Cette grande méditation sur les figures politiques du mal est le récit d'une involution et d'un déluge. Elle évoque un monde où des êtres, réduits à une liberté empoisonnée par la peur, détruisent en eux-mêmes leur humanité. Les sursauts retombent, les révoltes s'éteignent, la lave libertaire s'épaissit; un Prince, semblable à la mort, détient l'empire.

La "morale de Sartre", celle qu'aurait pu susciter cet essai sur le mal, n'a pas été écrite (ou du moins publiée). On peut imaginer les trois questions auxquelles elle se serait proposée de répondre, car elles se posent à chaque homme.

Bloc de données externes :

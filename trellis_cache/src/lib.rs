// Copyright 2026 the Trellis Authors
// SPDX-License-Identifier: Apache-2.0 OR MIT

//! Trellis Cache: an offscreen render cache widget for Trellis scenes.
//!
//! Wrap an expensive subtree in a [`RenderCache`] node and its children are drawn into an
//! offscreen image once, then blitted on every later frame until something invalidates
//! the image.
//!
//! - Images are pixel-aligned: the canvas transform is split by [`PixelTransform`] into a
//!   scale, a whole-pixel offset and a sub-pixel remainder, and only the remainder is
//!   baked into the image.
//! - Rotated or skewed transforms are rejected ([`TransformError`]) and the node draws
//!   nothing for that frame.
//! - During a zoom the old image is stretched; one re-render happens once the scale has
//!   held for two draws.
//! - Rendering happens in the update pass ([`trellis_scene::Scene::step`]), never while
//!   drawing, and can be limited per frame with [`CacheConfig::frame_render_limit`].
//!
//! ## Minimal usage
//!
//! ```
//! use kurbo::{Affine, Rect};
//! use trellis_cache::RenderCache;
//! use trellis_scene::{Canvas, Container, RecordingCanvas, Scene};
//!
//! let mut scene = Scene::new();
//! let root = scene.insert(Container, Rect::new(0.0, 0.0, 100.0, 100.0));
//! let cache = scene.insert(RenderCache::new(), Rect::new(0.0, 0.0, 40.0, 30.0));
//! scene.add_child(root, cache).unwrap();
//!
//! let mut canvas = RecordingCanvas::new();
//! for _ in 0..3 {
//!     scene.step(root, &mut canvas);
//!     canvas.begin_frame(100, 100, 1.0);
//!     scene.draw(root, &mut canvas);
//!     canvas.end_frame();
//! }
//!
//! let cache = scene.widget::<RenderCache>(cache).unwrap();
//! assert_eq!(cache.image_size(), Some((40, 30)));
//! assert_eq!(cache.stats().renders, 1);
//! ```
//!
//! This crate is `no_std` and uses `alloc`.

#![no_std]

extern crate alloc;

mod cache;
mod transform;

pub use cache::{CacheConfig, CacheStats, RenderCache};
pub use transform::{PixelTransform, TransformError};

1. Comment fonder à la fois la liberté et la singularité de l'individu?

2. Comment édifier une théorie de la vie sociale, où le ciment entre les hommes ne serait plus la peur, ou la mort, mais des valeurs communes de justice et de respect ?

3. Comment concevoir aujourd'hui la fondation des cités, sans en faire la reproduction de nos expériences antérieures ou de nos rêves?

L'anthropologie sartrienne, par une sorte de retournement paradoxal, traite moins de la vie que de la mort: les puissances sont confisquées, les actions volées, les libertés reniées. Il n'y a pas de morale, parce qu'il n'y a, en fin de compte, ni salut individuel ni salut collectif. Par là, Sartre, malgré sa grandeur, n'est pas un maître. Il est dans la caverne le premier des prisonniers.

Certes, la force de son entreprise est de nous préserver de l'angélisme en politique. Mais, comme dramaturge, il peint des enchaînements, des mécanismes et des pièges; là où, du philosophe de la liberté, on attendait un espoir, une voie. Il a montré comment s'altèrent les cités, non comment elles se fondent.